§ What to work on
Look through the records below, and whenever a line contains "Tensor", copy it.
[[ Records provided, beginning ]]
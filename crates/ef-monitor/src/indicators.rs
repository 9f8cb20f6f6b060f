//! Quality indicators for multi-objective fitness.
//!
//! Indicators map an `(n, objectives)` fitness matrix to a single number where
//! lower is better, so a monitor can track them like scalar fitness.

use ndarray::{Array2, ArrayView2, Axis};

use ef_types::{as_matrix, validation_error, EfResult, StructureError, Tensor};

/// Scalar summary of a set of objective vectors. Lower is better.
pub trait Indicator: Send + Sync {
    fn name(&self) -> &'static str;

    fn compute(&self, objectives: ArrayView2<'_, f64>) -> EfResult<f64>;
}

/// Keep only rows whose entries are all finite.
pub fn mask_non_finite_rows(objectives: ArrayView2<'_, f64>) -> Array2<f64> {
    let keep: Vec<usize> = objectives
        .axis_iter(Axis(0))
        .enumerate()
        .filter(|(_, row)| row.iter().all(|v| v.is_finite()))
        .map(|(i, _)| i)
        .collect();
    objectives.select(Axis(0), &keep)
}

/// Inverted generational distance: mean distance from each reference point
/// to its nearest solution.
#[derive(Debug, Clone)]
pub struct Igd {
    front: Array2<f64>,
}

impl Igd {
    pub fn new(front: &Tensor) -> EfResult<Self> {
        let front = as_matrix(front, "reference front")?.to_owned();
        if front.nrows() == 0 || front.ncols() == 0 {
            return Err(validation_error!("reference front must be non-empty"));
        }
        if front.iter().any(|v| !v.is_finite()) {
            return Err(validation_error!("reference front must be finite"));
        }
        Ok(Self { front })
    }

    pub fn front(&self) -> ArrayView2<'_, f64> {
        self.front.view()
    }
}

impl Indicator for Igd {
    fn name(&self) -> &'static str {
        "igd"
    }

    /// An empty solution set scores `+inf`.
    fn compute(&self, objectives: ArrayView2<'_, f64>) -> EfResult<f64> {
        if objectives.ncols() != self.front.ncols() {
            return Err(StructureError::ShapeMismatch {
                context: "igd objectives".into(),
                expected: vec![objectives.nrows(), self.front.ncols()],
                actual: objectives.shape().to_vec(),
            }
            .into());
        }
        if objectives.nrows() == 0 {
            return Ok(f64::INFINITY);
        }
        let total: f64 = self
            .front
            .axis_iter(Axis(0))
            .map(|reference| {
                objectives
                    .axis_iter(Axis(0))
                    .map(|solution| {
                        reference
                            .iter()
                            .zip(solution.iter())
                            .map(|(r, s)| (r - s).powi(2))
                            .sum::<f64>()
                            .sqrt()
                    })
                    .fold(f64::INFINITY, f64::min)
            })
            .sum();
        Ok(total / self.front.nrows() as f64)
    }
}

#[cfg(test)]
mod tests {
    use super::*;
    use ef_types::matrix;
    use ndarray::array;

    #[test]
    fn igd_is_zero_on_the_front() {
        let front = matrix(3, 2, vec![0.0, 1.0, 0.5, 0.5, 1.0, 0.0]).unwrap();
        let igd = Igd::new(&front).unwrap();
        let value = igd.compute(as_matrix(&front, "x").unwrap()).unwrap();
        assert!(value.abs() < 1e-12);
    }

    #[test]
    fn igd_measures_distance() {
        let front = matrix(2, 2, vec![0.0, 0.0, 1.0, 1.0]).unwrap();
        let igd = Igd::new(&front).unwrap();
        let solutions = array![[0.0, 1.0]];
        assert!((igd.compute(solutions.view()).unwrap() - 1.0).abs() < 1e-12);
        let empty = Array2::<f64>::zeros((0, 2));
        assert!(igd.compute(empty.view()).unwrap().is_infinite());
        let wrong = array![[0.0, 1.0, 2.0]];
        assert!(igd.compute(wrong.view()).is_err());
    }

    #[test]
    fn non_finite_rows_are_dropped() {
        let objectives = array![[1.0, 2.0], [f64::NAN, 0.0], [3.0, f64::INFINITY], [0.5, 0.5]];
        let kept = mask_non_finite_rows(objectives.view());
        assert_eq!(kept, array![[1.0, 2.0], [0.5, 0.5]]);
    }

    #[test]
    fn invalid_front_rejected() {
        assert!(Igd::new(&ef_types::vector(vec![1.0, 2.0])).is_err());
        assert!(Igd::new(&matrix(1, 2, vec![f64::NAN, 0.0]).unwrap()).is_err());
    }
}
[[ Records provided, end ]]
§ Expected answer
use ef_types::{as_matrix, validation_error, EfResult, StructureError, Tensor};
    pub fn new(front: &Tensor) -> EfResult<Self> {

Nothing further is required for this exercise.